A hammer thrower accelerates the hammer (mass = 7.3 kg) from rest within four full turns (revolutions) and releases it at a speed of 27.2 m/s. Assuming a uniform rate of increase in angular velocity and a radius of 2.0 m, calculate (a) the angular acceleration, (b) the (linear) tangential acceleration, (c) the centripetal acceleration just before release, (d) the net force exerted on the hammer by the athlete just before release, and (e) the angle of this force with respect to the radius of the circular motion.
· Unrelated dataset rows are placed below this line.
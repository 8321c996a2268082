//! UART bit transmit engine
//!
//! Holds the TX line at one level for a full bit period.

use serwire_hal::Level;

use crate::clock::ClockDivider;

/// TX line driver
#[derive(Debug, Clone)]
pub struct UartBitTx {
    divider: ClockDivider,
    level: Level,
    active: bool,
}

impl UartBitTx {
    /// Create an idle driver (line high)
    pub fn new(divisor: u16) -> Self {
        Self {
            divider: ClockDivider::new(divisor),
            level: Level::High,
            active: false,
        }
    }

    /// Change the bit period; only call while idle
    pub fn set_divisor(&mut self, divisor: u16) {
        self.divider.set_divisor(divisor);
    }

    /// Start driving a bit; the period begins on this tick
    pub fn send(&mut self, bit: bool) {
        self.level = Level::from(bit);
        self.active = true;
        self.divider.restart();
    }

    /// Return the line to idle
    pub fn idle(&mut self) {
        self.level = Level::High;
        self.active = false;
    }

    /// Check if a bit is being driven
    pub fn is_active(&self) -> bool {
        self.active
    }

    /// Current TX level
    pub fn level(&self) -> Level {
        self.level
    }

    /// Advance one reference tick
    ///
    /// Returns true when the current bit period has ended.
    pub fn tick(&mut self) -> bool {
        if !self.active {
            return false;
        }
        if self.divider.tick() {
            self.active = false;
            true
        } else {
            false
        }
    }
}

#[cfg(test)]
mod tests {
    use super::*;

    #[test]
    fn test_bit_lasts_divisor_ticks() {
        let mut tx = UartBitTx::new(4);
        tx.send(false);
        assert_eq!(tx.level(), Level::Low);
        assert!(!tx.tick());
        assert!(!tx.tick());
        assert!(!tx.tick());
        assert!(tx.tick());
        assert!(!tx.is_active());
    }
}
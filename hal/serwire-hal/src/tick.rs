//! Reference clock tick abstraction
//!
//! All engines are stepped once per reference tick. Where that tick comes
//! from is up to the implementation: a virtual counter for simulation or a
//! delay for pins on real hardware.

/// Source of reference clock ticks
pub trait TickSource {
    /// Wait until the next reference tick
    ///
    /// Virtual clocks return immediately; timed sources block for one
    /// tick period.
    fn wait_tick(&mut self);

    /// Number of ticks elapsed since creation
    fn ticks(&self) -> u64;
}
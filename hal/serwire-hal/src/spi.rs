//! SPI bus abstractions
//!
//! Provides the blocking controller-mode bus trait and the clocking
//! configuration used by the SPI engines.

use crate::error::{divisor_for, ConfigError};
use crate::i2c::DEFAULT_SETTLE_TICKS;

#[cfg(feature = "serde")]
use serde::{Deserialize, Serialize};

/// SPI bus controller
///
/// Provides basic SPI transfer operations for communicating with
/// peripheral devices. Every call is framed by one chip-select assertion.
pub trait SpiBus {
    /// Error type for SPI operations
    type Error;

    /// Transfer data (simultaneous read/write)
    ///
    /// Writes data from `write` buffer while reading into `read` buffer.
    /// Both buffers must be the same length.
    fn transfer(&mut self, read: &mut [u8], write: &[u8]) -> Result<(), Self::Error>;

    /// Write data without reading
    fn write(&mut self, data: &[u8]) -> Result<(), Self::Error>;

    /// Read data (writes zeros)
    fn read(&mut self, buf: &mut [u8]) -> Result<(), Self::Error>;

    /// Transfer data in place
    ///
    /// Writes data from buffer while reading into the same buffer.
    fn transfer_in_place(&mut self, data: &mut [u8]) -> Result<(), Self::Error>;
}

/// Smallest supported word size in bits
pub const MIN_WORD_BITS: u8 = 4;

/// Largest supported word size in bits
pub const MAX_WORD_BITS: u8 = 16;

/// SPI configuration
#[derive(Debug, Clone, Copy, PartialEq, Eq)]
#[cfg_attr(feature = "defmt", derive(defmt::Format))]
#[cfg_attr(feature = "serde", derive(Serialize, Deserialize))]
pub struct SpiConfig {
    /// Reference ticks per half SCLK period
    pub divisor: u16,
    /// Clock polarity and phase
    pub mode: Mode,
    /// Shift order of each word
    pub bit_order: BitOrder,
    /// Bits per word (4-16)
    pub word_bits: u8,
    /// Reference ticks MISO may stay unknown at a capture edge
    pub settle_ticks: u16,
}

impl Default for SpiConfig {
    fn default() -> Self {
        Self {
            divisor: 2,
            mode: Mode::Mode0,
            bit_order: BitOrder::MsbFirst,
            word_bits: 8,
            settle_ticks: DEFAULT_SETTLE_TICKS,
        }
    }
}

impl SpiConfig {
    /// Derive the divisor for an SCLK frequency from the reference clock
    pub fn from_frequency(reference_hz: u32, sclk_hz: u32, mode: Mode) -> Result<Self, ConfigError> {
        let divisor = divisor_for(reference_hz, sclk_hz, 2)?;
        Self {
            divisor,
            mode,
            ..Self::default()
        }
        .validate()
    }

    /// Bytes used to carry one word in a transfer buffer
    ///
    /// Words up to 8 bits take one byte; wider words take two,
    /// little-endian.
    pub fn bytes_per_word(&self) -> usize {
        if self.word_bits > 8 {
            2
        } else {
            1
        }
    }

    /// Mask covering the configured word width
    pub fn word_mask(&self) -> u16 {
        if self.word_bits >= 16 {
            u16::MAX
        } else {
            (1u16 << self.word_bits) - 1
        }
    }

    /// Check the configuration
    pub fn validate(self) -> Result<Self, ConfigError> {
        if self.divisor == 0 {
            return Err(ConfigError::DivisorTooSmall);
        }
        if !(MIN_WORD_BITS..=MAX_WORD_BITS).contains(&self.word_bits) {
            return Err(ConfigError::InvalidWordSize);
        }
        Ok(self)
    }
}

/// Order in which bits of a word are shifted
#[derive(Debug, Clone, Copy, PartialEq, Eq, Default)]
#[cfg_attr(feature = "defmt", derive(defmt::Format))]
#[cfg_attr(feature = "serde", derive(Serialize, Deserialize))]
pub enum BitOrder {
    /// Most significant bit first
    #[default]
    MsbFirst,
    /// Least significant bit first
    LsbFirst,
}

/// SPI clock polarity
#[derive(Debug, Clone, Copy, PartialEq, Eq)]
#[cfg_attr(feature = "defmt", derive(defmt::Format))]
pub enum Polarity {
    /// Clock idles low (CPOL=0)
    IdleLow,
    /// Clock idles high (CPOL=1)
    IdleHigh,
}

/// SPI clock phase
#[derive(Debug, Clone, Copy, PartialEq, Eq)]
#[cfg_attr(feature = "defmt", derive(defmt::Format))]
pub enum Phase {
    /// Data captured on first clock transition (CPHA=0)
    CaptureOnFirstTransition,
    /// Data captured on second clock transition (CPHA=1)
    CaptureOnSecondTransition,
}

/// SPI mode (combined polarity and phase)
#[derive(Debug, Clone, Copy, PartialEq, Eq, Default)]
#[cfg_attr(feature = "defmt", derive(defmt::Format))]
#[cfg_attr(feature = "serde", derive(Serialize, Deserialize))]
pub enum Mode {
    /// Mode 0: CPOL=0, CPHA=0
    #[default]
    Mode0,
    /// Mode 1: CPOL=0, CPHA=1
    Mode1,
    /// Mode 2: CPOL=1, CPHA=0
    Mode2,
    /// Mode 3: CPOL=1, CPHA=1
    Mode3,
}

impl Mode {
    /// Mode from its conventional number (0-3)
    pub fn from_index(index: u8) -> Option<Self> {
        match index {
            0 => Some(Mode::Mode0),
            1 => Some(Mode::Mode1),
            2 => Some(Mode::Mode2),
            3 => Some(Mode::Mode3),
            _ => None,
        }
    }

    /// Clock polarity of this mode
    pub fn polarity(self) -> Polarity {
        let (polarity, _) = self.into();
        polarity
    }

    /// Clock phase of this mode
    pub fn phase(self) -> Phase {
        let (_, phase) = self.into();
        phase
    }

    /// SCLK level while idle
    pub fn idle_high(self) -> bool {
        self.polarity() == Polarity::IdleHigh
    }

    /// Check if data is captured on the leading (idle to active) edge
    pub fn captures_on_leading(self) -> bool {
        self.phase() == Phase::CaptureOnFirstTransition
    }
}

impl From<Mode> for (Polarity, Phase) {
    fn from(mode: Mode) -> Self {
        match mode {
            Mode::Mode0 => (Polarity::IdleLow, Phase::CaptureOnFirstTransition),
            Mode::Mode1 => (Polarity::IdleLow, Phase::CaptureOnSecondTransition),
            Mode::Mode2 => (Polarity::IdleHigh, Phase::CaptureOnFirstTransition),
            Mode::Mode3 => (Polarity::IdleHigh, Phase::CaptureOnSecondTransition),
        }
    }
}

#[cfg(test)]
mod tests {
    use super::*;

    #[test]
    fn test_mode_table() {
        assert!(!Mode::Mode0.idle_high());
        assert!(Mode::Mode0.captures_on_leading());
        assert!(!Mode::Mode1.captures_on_leading());
        assert!(Mode::Mode2.idle_high());
        assert!(Mode::Mode3.idle_high());
        assert!(!Mode::Mode3.captures_on_leading());
        assert_eq!(Mode::from_index(2), Some(Mode::Mode2));
        assert_eq!(Mode::from_index(4), None);
    }

    #[test]
    fn test_word_layout() {
        let mut cfg = SpiConfig::default();
        assert_eq!(cfg.bytes_per_word(), 1);
        assert_eq!(cfg.word_mask(), 0xFF);
        cfg.word_bits = 12;
        assert_eq!(cfg.bytes_per_word(), 2);
        assert_eq!(cfg.word_mask(), 0x0FFF);
        cfg.word_bits = 16;
        assert_eq!(cfg.word_mask(), 0xFFFF);
    }

    #[test]
    fn test_word_size_validation() {
        let cfg = SpiConfig {
            word_bits: 3,
            ..SpiConfig::default()
        };
        assert_eq!(cfg.validate(), Err(ConfigError::InvalidWordSize));
    }

    #[test]
    fn test_from_frequency() {
        let cfg = SpiConfig::from_frequency(8_000_000, 1_000_000, Mode::Mode3).unwrap();
        assert_eq!(cfg.divisor, 4);
        assert_eq!(cfg.mode, Mode::Mode3);
    }
}
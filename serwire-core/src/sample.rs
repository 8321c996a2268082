//! Line sampling with a settle limit
//!
//! A sampling point that sees an unknown level waits for it to resolve.
//! If it is still unknown after the settle limit the sample is a line
//! fault.

use serwire_hal::Level;

/// Result of resolving a line level at a sampling point
#[derive(Debug, Clone, Copy, PartialEq, Eq)]
#[cfg_attr(feature = "defmt", derive(defmt::Format))]
pub enum Sample {
    /// Level resolved to a bit
    Bit(bool),
    /// Still unknown; try again next reference tick
    Pending,
    /// Unknown for longer than the settle limit
    Fault,
}

/// Tracks how long a sampling point has been waiting on an unknown level
#[derive(Debug, Clone)]
pub struct Settler {
    limit: u16,
    waited: u16,
}

impl Settler {
    /// Create a settler allowing `limit` unknown ticks
    pub fn new(limit: u16) -> Self {
        Self { limit, waited: 0 }
    }

    /// Change the settle limit
    pub fn set_limit(&mut self, limit: u16) {
        self.limit = limit;
        self.waited = 0;
    }

    /// Forget any wait in progress
    pub fn reset(&mut self) {
        self.waited = 0;
    }

    /// Resolve one observation of the line
    pub fn resolve(&mut self, level: Level) -> Sample {
        match level.to_bit() {
            Some(bit) => {
                self.waited = 0;
                Sample::Bit(bit)
            }
            None if self.waited >= self.limit => {
                self.waited = 0;
                Sample::Fault
            }
            None => {
                self.waited += 1;
                Sample::Pending
            }
        }
    }
}

#[cfg(test)]
mod tests {
    use super::*;

    #[test]
    fn test_known_levels_pass_through() {
        let mut s = Settler::new(4);
        assert_eq!(s.resolve(Level::High), Sample::Bit(true));
        assert_eq!(s.resolve(Level::Low), Sample::Bit(false));
    }

    #[test]
    fn test_settles_within_limit() {
        let mut s = Settler::new(4);
        for _ in 0..4 {
            assert_eq!(s.resolve(Level::Unknown), Sample::Pending);
        }
        assert_eq!(s.resolve(Level::Low), Sample::Bit(false));
    }

    #[test]
    fn test_fault_after_limit() {
        let mut s = Settler::new(2);
        assert_eq!(s.resolve(Level::Unknown), Sample::Pending);
        assert_eq!(s.resolve(Level::Unknown), Sample::Pending);
        assert_eq!(s.resolve(Level::Unknown), Sample::Fault);
    }
}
Neglect the effect of gravity.

I know that angular acceleration is w(omega)/t, but I can't figure out how to find t...

 

[Nate810]

a) Angular acceleration = (27.2 m/s)/(4 revolutions) = 6.8 m/s2/revolutionb) Tangential acceleration = angular acceleration x radius = 6.8 m/s2 x 2.0 m = 13.6 m/s2c) Centripetal acceleration = tangential acceleration/radius = 13.6 m/s2/2.0 m = 6.8 m/s2d) Net force exerted on the hammer by the athlete just before release = mass x centripetal acceleration = 7.3 kg x 6.8 m/s2 = 49.84 Ne) Angle of this force with respect to the radius of the circular motion = 90 degrees

 

[wais]

(a) To find the angular acceleration, we can use the formula for angular velocity (w) which is w = ∆θ/∆t. In this case, the hammer thrower completes four full turns, which is equivalent to 8π radians (2π radians per turn x 4 turns). The final angular velocity is 27.2 m/s, and the initial angular velocity is 0 since the hammer starts from rest. So, we can write the equation as:

27.2 m/s = (8π radians)/∆t

Solving for ∆t, we get ∆t = (8π radians)/27.2 m/s = 0.929 seconds

Now, we can use the formula for angular acceleration: α = ∆w/∆t = (27.2 m/s)/0.929 s = 29.3 rad/s^2

Therefore, the angular acceleration of the hammer is 29.3 rad/s^2.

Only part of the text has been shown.